▸ **Work order**
From the listing below, copy every line with the word "const".
(Entries supplied)
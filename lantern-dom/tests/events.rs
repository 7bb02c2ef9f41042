use lantern_dom::{Document, Element, Event, EventKind, EventType, Key, Modifiers, PathEntry};

fn nested_document() -> Document {
    let mut doc = Document::new();
    doc.mount(
        Element::box_().id("overlay").child(
            Element::box_().id("panel").child(
                Element::box_()
                    .id("row")
                    .child(Element::button("Fire").id("btn").action("fire")),
            ),
        ),
    );
    doc
}

// ============================================================================
// Event Paths
// ============================================================================

#[test]
fn test_click_path_is_target_first() {
    let doc = nested_document();
    let event = doc.click("btn").unwrap();

    let ids: Vec<&str> = event.path.iter().map(|e| e.id.as_str()).collect();
    assert_eq!(ids, vec!["btn", "row", "panel", "overlay", "body"]);
    assert_eq!(event.kind, EventKind::Click);
}

#[test]
fn test_click_path_carries_actions() {
    let doc = nested_document();
    let event = doc.click("btn").unwrap();

    assert_eq!(event.target().unwrap().action.as_deref(), Some("fire"));
    // Ancestors declare no action
    assert!(event.path[1..].iter().all(|e| e.action.is_none()));
}

#[test]
fn test_click_unknown_target() {
    let doc = nested_document();
    assert!(doc.click("missing").is_none());
}

#[test]
fn test_passes_through() {
    let doc = nested_document();
    let event = doc.click("row").unwrap();

    assert!(event.passes_through("overlay"));
    assert!(!event.passes_through("btn"));
    assert_eq!(event.position_of("panel"), Some(1));
}

#[test]
fn test_click_nowhere_has_empty_path() {
    let event = Event::click_nowhere();
    assert!(event.target().is_none());
    assert!(!event.passes_through("body"));
}

#[test]
fn test_event_types() {
    assert_eq!(Event::click_nowhere().event_type(), EventType::Click);
    assert_eq!(Event::key(Key::Escape).event_type(), EventType::KeyDown);

    let doc = nested_document();
    let input = doc.input("row", "abc").unwrap();
    assert_eq!(input.event_type(), EventType::Input);
}

#[test]
fn test_key_down_targets_element() {
    let doc = nested_document();
    let event = doc.key_down("panel", Key::Enter, Modifiers::ctrl()).unwrap();

    match event.kind {
        EventKind::KeyDown { key, modifiers } => {
            assert_eq!(key, Key::Enter);
            assert!(modifiers.ctrl);
            assert!(!modifiers.none());
        }
        other => panic!("unexpected kind {:?}", other),
    }
}

#[test]
fn test_path_entry_builder() {
    let entry = PathEntry::new("x").with_action("go");
    assert_eq!(entry.id, "x");
    assert_eq!(entry.action.as_deref(), Some("go"));
}

// ============================================================================
// Crossterm Conversion
// ============================================================================

#[test]
fn test_key_from_crossterm() {
    use crossterm::event::{KeyCode, KeyModifiers};

    assert_eq!(Key::from(KeyCode::Esc), Key::Escape);
    assert_eq!(Key::from(KeyCode::Char('q')), Key::Char('q'));
    assert_eq!(Key::from(KeyCode::F(5)), Key::F(5));

    let mods = Modifiers::from(KeyModifiers::SHIFT | KeyModifiers::ALT);
    assert!(mods.shift);
    assert!(mods.alt);
    assert!(!mods.ctrl);
}

#[test]
fn test_unsupported_crossterm_key_is_unknown() {
    use crossterm::event::KeyCode;

    assert_eq!(Key::from(KeyCode::CapsLock), Key::Unknown);
    assert_eq!(Key::from(KeyCode::Null), Key::Unknown);
    assert_ne!(Key::from(KeyCode::Null), Key::Char('\0'));
}

// ============================================================================
// Sequence
// ============================================================================

#[test]
fn test_events_are_sequenced_in_creation_order() {
    let before = lantern_dom::next_sequence();
    let first = Event::click_nowhere();
    let second = Event::key(Key::Escape);

    assert!(first.seq >= before);
    assert!(second.seq > first.seq);
    assert_eq!(first.clone().seq, first.seq);
    assert!(lantern_dom::next_sequence() > second.seq);
}
//! Rendering collaborators.
//!
//! The manager hands overlay content to a [`Renderer`] and keeps the returned
//! [`MountedContent`] anchors. [`DocumentRenderer`] is the reference
//! implementation: it builds elements from registered templates and mounts
//! them into a shared [`Document`].

use std::collections::HashMap;
use std::fmt;
use std::sync::{Arc, RwLock};

use lantern_dom::{Document, Element};

use crate::binding::ResolvedProperties;
use crate::descriptor::{ContentProvider, OverlayKind, Slot, SlotKind};
use crate::instance::OverlayId;

/// Data attribute marking an overlay root element.
pub const OVERLAY_ATTR: &str = "overlay";

/// Data attribute marking a slot wrapper element.
pub const SLOT_ATTR: &str = "slot";

/// Everything a renderer needs to mount one overlay.
pub struct MountRequest<'a> {
    pub overlay: OverlayId,
    pub kind: OverlayKind,
    pub content: &'a ContentProvider,
    pub properties: &'a ResolvedProperties,
    pub slots: &'a [Slot],
}

/// Anchors of mounted overlay content.
#[derive(Debug, Clone, PartialEq, Eq)]
pub struct MountedContent {
    root: String,
    slots: Vec<(SlotKind, String)>,
}

impl MountedContent {
    pub fn new(root: impl Into<String>) -> Self {
        Self {
            root: root.into(),
            slots: Vec::new(),
        }
    }

    pub fn with_slot(mut self, kind: SlotKind, anchor: impl Into<String>) -> Self {
        self.slots.push((kind, anchor.into()));
        self
    }

    /// ID of the root element.
    pub fn anchor(&self) -> &str {
        &self.root
    }

    pub fn slots(&self) -> &[(SlotKind, String)] {
        &self.slots
    }

    /// Slot whose wrapper element has `id`.
    pub fn slot_for(&self, id: &str) -> Option<&SlotKind> {
        self.slots
            .iter()
            .find(|(_, anchor)| anchor == id)
            .map(|(kind, _)| kind)
    }

    pub fn slot_anchor(&self, kind: &SlotKind) -> Option<&str> {
        self.slots
            .iter()
            .find(|(slot, _)| slot == kind)
            .map(|(_, anchor)| anchor.as_str())
    }
}

/// Mounts overlay content into some view.
pub trait Renderer: Send + Sync {
    fn mount(&self, request: &MountRequest<'_>) -> MountedContent;

    /// Remove previously mounted content. Called exactly once per mount.
    fn unmount(&self, content: &MountedContent);
}

/// Builds an element tree from an overlay's live properties.
pub type TemplateFn = Arc<dyn Fn(&ResolvedProperties) -> Element + Send + Sync>;

/// Template name → element builder.
#[derive(Clone, Default)]
pub struct TemplateRegistry {
    templates: Arc<RwLock<HashMap<String, TemplateFn>>>,
}

impl TemplateRegistry {
    pub fn new() -> Self {
        Self::default()
    }

    pub fn register<F>(&self, name: impl Into<String>, template: F)
    where
        F: Fn(&ResolvedProperties) -> Element + Send + Sync + 'static,
    {
        self.templates
            .write()
            .unwrap_or_else(|e| e.into_inner())
            .insert(name.into(), Arc::new(template));
    }

    pub fn get(&self, name: &str) -> Option<TemplateFn> {
        self.templates
            .read()
            .unwrap_or_else(|e| e.into_inner())
            .get(name)
            .cloned()
    }

    pub fn contains(&self, name: &str) -> bool {
        self.get(name).is_some()
    }

    /// Build `provider`'s template. Unknown templates render as an empty box.
    pub fn build(&self, provider: &ContentProvider, properties: &ResolvedProperties) -> Element {
        match self.get(provider.name()) {
            Some(template) => template(properties),
            None => {
                log::warn!("no template registered for '{}'", provider.name());
                Element::box_().children(Vec::new())
            }
        }
    }
}

impl fmt::Debug for TemplateRegistry {
    fn fmt(&self, f: &mut fmt::Formatter<'_>) -> fmt::Result {
        let templates = self.templates.read().unwrap_or_else(|e| e.into_inner());
        let mut names: Vec<&String> = templates.keys().collect();
        names.sort();
        f.debug_struct("TemplateRegistry")
            .field("templates", &names)
            .finish()
    }
}

/// Renderer mounting overlays into a shared [`Document`].
///
/// The overlay root gets the overlay ID as element ID; each slot is wrapped
/// in an element with ID `{overlay}-{slot}`.
#[derive(Debug, Clone)]
pub struct DocumentRenderer {
    document: Arc<RwLock<Document>>,
    templates: TemplateRegistry,
}

impl DocumentRenderer {
    pub fn new(document: Arc<RwLock<Document>>, templates: TemplateRegistry) -> Self {
        Self {
            document,
            templates,
        }
    }

    pub fn document(&self) -> &Arc<RwLock<Document>> {
        &self.document
    }

    pub fn templates(&self) -> &TemplateRegistry {
        &self.templates
    }
}

impl Renderer for DocumentRenderer {
    fn mount(&self, request: &MountRequest<'_>) -> MountedContent {
        let root_id = request.overlay.to_string();
        let mut mounted = MountedContent::new(root_id.clone());

        let mut children = vec![self.templates.build(request.content, request.properties)];
        for slot in request.slots {
            let anchor = format!("{}-{}", root_id, slot.kind);
            children.push(
                Element::box_()
                    .id(anchor.clone())
                    .data(SLOT_ATTR, slot.kind.to_string())
                    .child(self.templates.build(&slot.view, request.properties)),
            );
            mounted = mounted.with_slot(slot.kind.clone(), anchor);
        }

        let root = Element::box_()
            .id(root_id)
            .tag(request.kind.to_string())
            .data(OVERLAY_ATTR, request.kind.to_string())
            .children(children);

        self.document
            .write()
            .unwrap_or_else(|e| e.into_inner())
            .mount(root);

        mounted
    }

    fn unmount(&self, content: &MountedContent) {
        let removed = self
            .document
            .write()
            .unwrap_or_else(|e| e.into_inner())
            .unmount(content.anchor());

        if removed.is_none() {
            log::warn!("overlay root '{}' was already gone", content.anchor());
        }
    }
}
(End Entries supplied)
▸ **Output of the task**
pub const OVERLAY_ATTR: &str = "overlay";
pub const SLOT_ATTR: &str = "slot";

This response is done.